Task statement
Copy out the data in full, keeping each line exactly as it reads.

•••••

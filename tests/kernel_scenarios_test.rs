use crystalline::core::identity::{CrystallineIdentity, CrystallineSecure, ProtocolMode};
use crystalline::core::oracle::MarketOracle;
use crystalline::core::proof::{ProofGenerator, WitnessSet};
use crystalline::{
    ActionStatus, Axiom, CrystallineError, DeonticEngine, Kernel, Norm, PartitionLabel,
    PartitionRegistry, SealedPacket, StateSet, TomlConfig, Transaction, TrustedInput, WorldState,
};

#[test]
fn test_mixer_guard_blocks_double_spend() {
    let mut kernel = Kernel::new();
    kernel.enforce(Axiom::Extensionality);
    kernel.enforce(Axiom::Regularity);
    kernel.enforce(Axiom::Choice);

    let mut state = StateSet::new("mixer_commitments_root");
    let tx = Transaction::new_withdrawal("0xabc123...proof", "100_ETH");

    let proof = kernel.verify_transition(&state, &tx).unwrap();
    assert!(proof.is_verified);

    // Commit the withdrawal, then replay it.
    state.elements.insert(tx.id().to_string());
    let err = kernel.verify_transition(&state, &tx).unwrap_err();
    assert!(matches!(err, CrystallineError::AxiomaticViolation { .. }));
}

#[test]
fn test_sandbox_sovereignty_flow() {
    let kernel = Kernel::default_policy();
    let mut registry = PartitionRegistry::default();
    registry.create("WHATSAPP_SANDBOX", "sandbox-token").unwrap();

    let incoming = "user_message_payload_77";
    assert_eq!(kernel.check_compliance(incoming), ActionStatus::Allowed);

    registry
        .insert("WHATSAPP_SANDBOX", "sandbox-token", incoming)
        .unwrap();
    assert!(registry.elements("WHATSAPP_SANDBOX", "other-app").is_err());
    assert_eq!(
        registry.elements("WHATSAPP_SANDBOX", "sandbox-token").unwrap().len(),
        1
    );
}

#[test]
fn test_sealed_message_survives_untrusted_transport() {
    let kernel = Kernel::default_policy();
    let recipient = "0x_sovereign_identity_proof_8822";
    let message = "The revolution begins at dawn. Logic is Physics.";

    let transported = kernel.seal_as_set(message, recipient).unwrap().to_base64();
    assert!(!transported.contains("revolution"));

    let received = SealedPacket::from_base64(&transported).unwrap();
    assert_eq!(kernel.open_set(&received, recipient).unwrap(), message);

    let blind = kernel
        .seal_to_blind_carrier(TrustedInput::capture("Secret"), "recipient_id_proof_99")
        .unwrap();
    assert!(kernel.open_set(&blind, recipient).is_err());
}

#[test]
fn test_policy_file_drives_kernel() {
    let config = TomlConfig::from_toml_str(
        r#"
[kernel]
enforce = ["regularity"]

[deontic]
strategy = "strict_safety"

[[deontic.norms]]
id = "TRACKING"
modality = "prohibition"
priority = 1

[partition]
max_label_len = 8
"#,
    )
    .unwrap();

    let kernel = Kernel::from_config(&config).unwrap();
    assert!(kernel.is_enforced(Axiom::Regularity));
    assert!(!kernel.is_enforced(Axiom::Choice));
    assert_eq!(kernel.check_compliance("TRACKING pixel"), ActionStatus::Forbidden);
    assert_eq!(kernel.check_compliance("plain text"), ActionStatus::Allowed);
    assert!(kernel.verify_partition("SHORT"));
    assert!(!kernel.verify_partition("MUCH_TOO_LONG"));
    assert!(PartitionLabel::is_valid("MUCH_TOO_LONG"));
}

#[test]
fn test_market_witness_feeds_deontic_check() {
    let oracle = MarketOracle::new("oracle-1");
    let data = oracle.fetch_live_projection("ETH");
    assert!(oracle.verify_data_integrity(&data));

    let mut engine = DeonticEngine::new();
    engine.add_norm(Norm::prohibition("ETHICAL_MEV_GUARD", 10));
    let verdict = engine.check(
        1.0,
        &WorldState {
            collateral_ratio: 2.0,
            network_slippage: 0.02,
            market_volatility: 0.1,
        },
    );
    assert!(!verdict.is_allowed);

    let generator = ProofGenerator::new();
    let mut witnesses = WitnessSet::new();
    witnesses.push(generator.generate_witness(&oracle.generate_market_witness(&data), "quote"));
    assert_eq!(witnesses.verify_all(&generator, "oracle-1", "kernel"), 1);
}

#[test]
fn test_identity_signs_and_encrypts() {
    let alice = CrystallineIdentity::generate(ProtocolMode::Ed25519);
    let bob = CrystallineIdentity::generate(ProtocolMode::Secp256k1);
    let participants: [&dyn CrystallineSecure; 2] = [&alice, &bob];

    for signer in participants {
        let signature = signer.sign_data(b"commitment");
        assert!(signer.verify_data(b"commitment", &signature));
    }
    let signature = alice.sign_data(b"commitment");
    assert!(!bob.verify_data(b"commitment", &signature));

    let sealed = alice
        .encrypt_for_ecosystem(b"hi bob", bob.public_key_hex().as_bytes())
        .unwrap();
    let packet = SealedPacket::from_bytes(&sealed).unwrap();
    assert_eq!(packet.ciphertext.len(), b"hi bob".len() + 16);
}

•••••

Worked solution
filename tests/kernel_scenarios_test.rs
use crystalline::core::identity::{CrystallineIdentity, CrystallineSecure, ProtocolMode};
use crystalline::core::oracle::MarketOracle;
use crystalline::core::proof::{ProofGenerator, WitnessSet};
use crystalline::{
    ActionStatus, Axiom, CrystallineError, DeonticEngine, Kernel, Norm, PartitionLabel,
    PartitionRegistry, SealedPacket, StateSet, TomlConfig, Transaction, TrustedInput, WorldState,
};

#[test]
fn test_mixer_guard_blocks_double_spend() {
    let mut kernel = Kernel::new();
    kernel.enforce(Axiom::Extensionality);
    kernel.enforce(Axiom::Regularity);
    kernel.enforce(Axiom::Choice);

    let mut state = StateSet::new("mixer_commitments_root");
    let tx = Transaction::new_withdrawal("0xabc123...proof", "100_ETH");

    let proof = kernel.verify_transition(&state, &tx).unwrap();
    assert!(proof.is_verified);

    // Commit the withdrawal, then replay it.
    state.elements.insert(tx.id().to_string());
    let err = kernel.verify_transition(&state, &tx).unwrap_err();
    assert!(matches!(err, CrystallineError::AxiomaticViolation { .. }));
}

#[test]
fn test_sandbox_sovereignty_flow() {
    let kernel = Kernel::default_policy();
    let mut registry = PartitionRegistry::default();
    registry.create("WHATSAPP_SANDBOX", "sandbox-token").unwrap();

    let incoming = "user_message_payload_77";
    assert_eq!(kernel.check_compliance(incoming), ActionStatus::Allowed);

    registry
        .insert("WHATSAPP_SANDBOX", "sandbox-token", incoming)
        .unwrap();
    assert!(registry.elements("WHATSAPP_SANDBOX", "other-app").is_err());
    assert_eq!(
        registry.elements("WHATSAPP_SANDBOX", "sandbox-token").unwrap().len(),
        1
    );
}

#[test]
fn test_sealed_message_survives_untrusted_transport() {
    let kernel = Kernel::default_policy();
    let recipient = "0x_sovereign_identity_proof_8822";
    let message = "The revolution begins at dawn. Logic is Physics.";

    let transported = kernel.seal_as_set(message, recipient).unwrap().to_base64();
    assert!(!transported.contains("revolution"));

    let received = SealedPacket::from_base64(&transported).unwrap();
    assert_eq!(kernel.open_set(&received, recipient).unwrap(), message);

    let blind = kernel
        .seal_to_blind_carrier(TrustedInput::capture("Secret"), "recipient_id_proof_99")
        .unwrap();
    assert!(kernel.open_set(&blind, recipient).is_err());
}

#[test]
fn test_policy_file_drives_kernel() {
    let config = TomlConfig::from_toml_str(
        r#"
[kernel]
enforce = ["regularity"]

[deontic]
strategy = "strict_safety"

[[deontic.norms]]
id = "TRACKING"
modality = "prohibition"
priority = 1

[partition]
max_label_len = 8
"#,
    )
    .unwrap();

    let kernel = Kernel::from_config(&config).unwrap();
    assert!(kernel.is_enforced(Axiom::Regularity));
    assert!(!kernel.is_enforced(Axiom::Choice));
    assert_eq!(kernel.check_compliance("TRACKING pixel"), ActionStatus::Forbidden);
    assert_eq!(kernel.check_compliance("plain text"), ActionStatus::Allowed);
    assert!(kernel.verify_partition("SHORT"));
    assert!(!kernel.verify_partition("MUCH_TOO_LONG"));
    assert!(PartitionLabel::is_valid("MUCH_TOO_LONG"));
}

#[test]
fn test_market_witness_feeds_deontic_check() {
    let oracle = MarketOracle::new("oracle-1");
    let data = oracle.fetch_live_projection("ETH");
    assert!(oracle.verify_data_integrity(&data));

    let mut engine = DeonticEngine::new();
    engine.add_norm(Norm::prohibition("ETHICAL_MEV_GUARD", 10));
    let verdict = engine.check(
        1.0,
        &WorldState {
            collateral_ratio: 2.0,
            network_slippage: 0.02,
            market_volatility: 0.1,
        },
    );
    assert!(!verdict.is_allowed);

    let generator = ProofGenerator::new();
    let mut witnesses = WitnessSet::new();
    witnesses.push(generator.generate_witness(&oracle.generate_market_witness(&data), "quote"));
    assert_eq!(witnesses.verify_all(&generator, "oracle-1", "kernel"), 1);
}

#[test]
fn test_identity_signs_and_encrypts() {
    let alice = CrystallineIdentity::generate(ProtocolMode::Ed25519);
    let bob = CrystallineIdentity::generate(ProtocolMode::Secp256k1);
    let participants: [&dyn CrystallineSecure; 2] = [&alice, &bob];

    for signer in participants {
        let signature = signer.sign_data(b"commitment");
        assert!(signer.verify_data(b"commitment", &signature));
    }
    let signature = alice.sign_data(b"commitment");
    assert!(!bob.verify_data(b"commitment", &signature));

    let sealed = alice
        .encrypt_for_ecosystem(b"hi bob", bob.public_key_hex().as_bytes())
        .unwrap();
    let packet = SealedPacket::from_bytes(&sealed).unwrap();
    assert_eq!(packet.ciphertext.len(), b"hi bob".len() + 16);
}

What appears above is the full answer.